Looking at the listing below, work out the number of lines where the string "second" shows up, and give that number only.

> _RECORDS SUPPLIED_
•••

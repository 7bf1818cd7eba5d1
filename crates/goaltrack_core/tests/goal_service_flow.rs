use chrono::{Duration, Utc};
use goaltrack_core::db::open_db_in_memory;
use goaltrack_core::{
    achievements, GoalService, GoalStatus, Milestone, NewGoalRequest, Priority, SqliteGoalStore,
    StatusFilter, StoreError,
};
use uuid::Uuid;

fn request(title: &str, milestones: &[&str]) -> NewGoalRequest {
    NewGoalRequest {
        title: title.to_string(),
        description: "why this matters".to_string(),
        category: "Career".to_string(),
        target_date: Utc::now() + Duration::days(120),
        priority: Priority::Medium,
        milestone_titles: milestones.iter().map(|m| m.to_string()).collect(),
    }
}

#[test]
fn create_goal_persists_milestones_in_order() {
    let conn = open_db_in_memory().unwrap();
    let service = GoalService::new(SqliteGoalStore::new(&conn));

    let id = service
        .create_goal(&request("ship the app", &["prototype", "beta", "launch"]))
        .unwrap();

    let goal = service.get_goal(id).unwrap().unwrap();
    assert_eq!(goal.title, "ship the app");
    assert_eq!(goal.progress, 0);
    assert_eq!(goal.status, GoalStatus::Active);
    let titles: Vec<&str> = goal.milestones.iter().map(|m| m.title.as_str()).collect();
    assert_eq!(titles, ["prototype", "beta", "launch"]);
    assert!(goal.milestones.iter().all(|m| !m.completed));
}

#[test]
fn list_goals_filters_by_status() {
    let conn = open_db_in_memory().unwrap();
    let service = GoalService::new(SqliteGoalStore::new(&conn));

    let done = service.create_goal(&request("done", &[])).unwrap();
    service.create_goal(&request("ongoing", &[])).unwrap();
    service.update_progress(done, 100).unwrap();

    assert_eq!(service.list_goals(StatusFilter::All).unwrap().len(), 2);

    let completed = service
        .list_goals(StatusFilter::Only(GoalStatus::Completed))
        .unwrap();
    assert_eq!(completed.len(), 1);
    assert_eq!(completed[0].id, done);

    let active = service
        .list_goals(StatusFilter::Only(GoalStatus::Active))
        .unwrap();
    assert_eq!(active.len(), 1);
    assert_eq!(active[0].title, "ongoing");
}

#[test]
fn update_progress_clamps_and_completes_through_the_service() {
    let conn = open_db_in_memory().unwrap();
    let service = GoalService::new(SqliteGoalStore::new(&conn));
    let id = service.create_goal(&request("clamp me", &[])).unwrap();

    let goal = service.update_progress(id, 180).unwrap();
    assert_eq!(goal.progress, 100);
    assert_eq!(goal.status, GoalStatus::Completed);

    let goal = service.update_progress(id, -40).unwrap();
    assert_eq!(goal.progress, 0);
    assert_eq!(goal.status, GoalStatus::Active);

    let stored = service.get_goal(id).unwrap().unwrap();
    assert_eq!(stored.progress, 0);
}

#[test]
fn toggle_milestone_round_trips_through_storage() {
    let conn = open_db_in_memory().unwrap();
    let service = GoalService::new(SqliteGoalStore::new(&conn));
    let id = service
        .create_goal(&request("two steps", &["one", "two"]))
        .unwrap();

    let milestone = service.get_goal(id).unwrap().unwrap().milestones[0].id;
    let goal = service.toggle_milestone(id, milestone).unwrap();
    assert!(goal.milestones[0].completed);
    assert!(goal.milestones[0].completed_at.is_some());
    assert_eq!(goal.progress, 50);

    let goal = service.toggle_milestone(id, milestone).unwrap();
    assert!(!goal.milestones[0].completed);
    assert!(goal.milestones[0].completed_at.is_none());
    // Progress stays; milestone toggles never lower it.
    assert_eq!(goal.progress, 50);

    let err = service.toggle_milestone(id, Uuid::new_v4()).unwrap_err();
    assert!(matches!(err, StoreError::MilestoneNotFound(_)));
}

#[test]
fn set_status_persists_and_bumps_updated_at() {
    let conn = open_db_in_memory().unwrap();
    let service = GoalService::new(SqliteGoalStore::new(&conn));
    let id = service.create_goal(&request("pause me", &[])).unwrap();

    let before = service.get_goal(id).unwrap().unwrap();
    let paused = service.set_status(id, GoalStatus::Paused).unwrap();
    assert_eq!(paused.status, GoalStatus::Paused);
    assert!(paused.updated_at > before.updated_at);

    let stored = service.get_goal(id).unwrap().unwrap();
    assert_eq!(stored.status, GoalStatus::Paused);
    assert_eq!(stored.updated_at, paused.updated_at);

    // A direct status change does not touch progress.
    assert_eq!(stored.progress, before.progress);

    let err = service
        .set_status(Uuid::new_v4(), GoalStatus::Cancelled)
        .unwrap_err();
    assert!(matches!(err, StoreError::NotFound(_)));
}

#[test]
fn add_milestone_appends_after_existing_ones() {
    let conn = open_db_in_memory().unwrap();
    let service = GoalService::new(SqliteGoalStore::new(&conn));
    let id = service
        .create_goal(&request("grows later", &["first", "second"]))
        .unwrap();

    let before = service.get_goal(id).unwrap().unwrap();
    let goal = service.add_milestone(id, Milestone::new("third")).unwrap();

    let titles: Vec<&str> = goal.milestones.iter().map(|m| m.title.as_str()).collect();
    assert_eq!(titles, ["first", "second", "third"]);
    let appended = goal.milestones.last().unwrap();
    assert!(!appended.completed);
    assert!(appended.completed_at.is_none());
    assert!(goal.updated_at > before.updated_at);

    let stored = service.get_goal(id).unwrap().unwrap();
    assert_eq!(stored.milestones, goal.milestones);
}

#[test]
fn unknown_goal_ids_surface_not_found() {
    let conn = open_db_in_memory().unwrap();
    let service = GoalService::new(SqliteGoalStore::new(&conn));

    let missing = Uuid::new_v4();
    assert!(service.get_goal(missing).unwrap().is_none());
    let err = service.update_progress(missing, 10).unwrap_err();
    assert!(matches!(err, StoreError::NotFound(id) if id == missing));
    assert!(!service.delete_goal(missing).unwrap());
}

#[test]
fn statistics_reflect_the_full_flow() {
    let conn = open_db_in_memory().unwrap();
    let service = GoalService::new(SqliteGoalStore::new(&conn));

    let a = service.create_goal(&request("a", &[])).unwrap();
    let b = service.create_goal(&request("b", &[])).unwrap();
    service.create_goal(&request("c", &[])).unwrap();
    service.update_progress(a, 100).unwrap();
    service.update_progress(b, 100).unwrap();

    let stats = service.statistics().unwrap();
    assert_eq!(stats.total, 3);
    assert_eq!(stats.completed, 2);
    assert_eq!(stats.active, 1);
    assert_eq!(stats.average_progress, 67);
    assert_eq!(stats.completion_rate, 67);
    assert_eq!(stats.category_counts["Career"], 3);

    let badges = achievements(&stats);
    assert_eq!(badges.len(), 1);
    assert_eq!(badges[0].title, "First Goal Completed");
}

#[test]
fn categories_seed_through_the_service_too() {
    let conn = open_db_in_memory().unwrap();
    let service = GoalService::new(SqliteGoalStore::new(&conn));

    assert_eq!(service.categories().unwrap().len(), 6);
}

•••

> _ANSWER FOR THIS EXERCISE_
2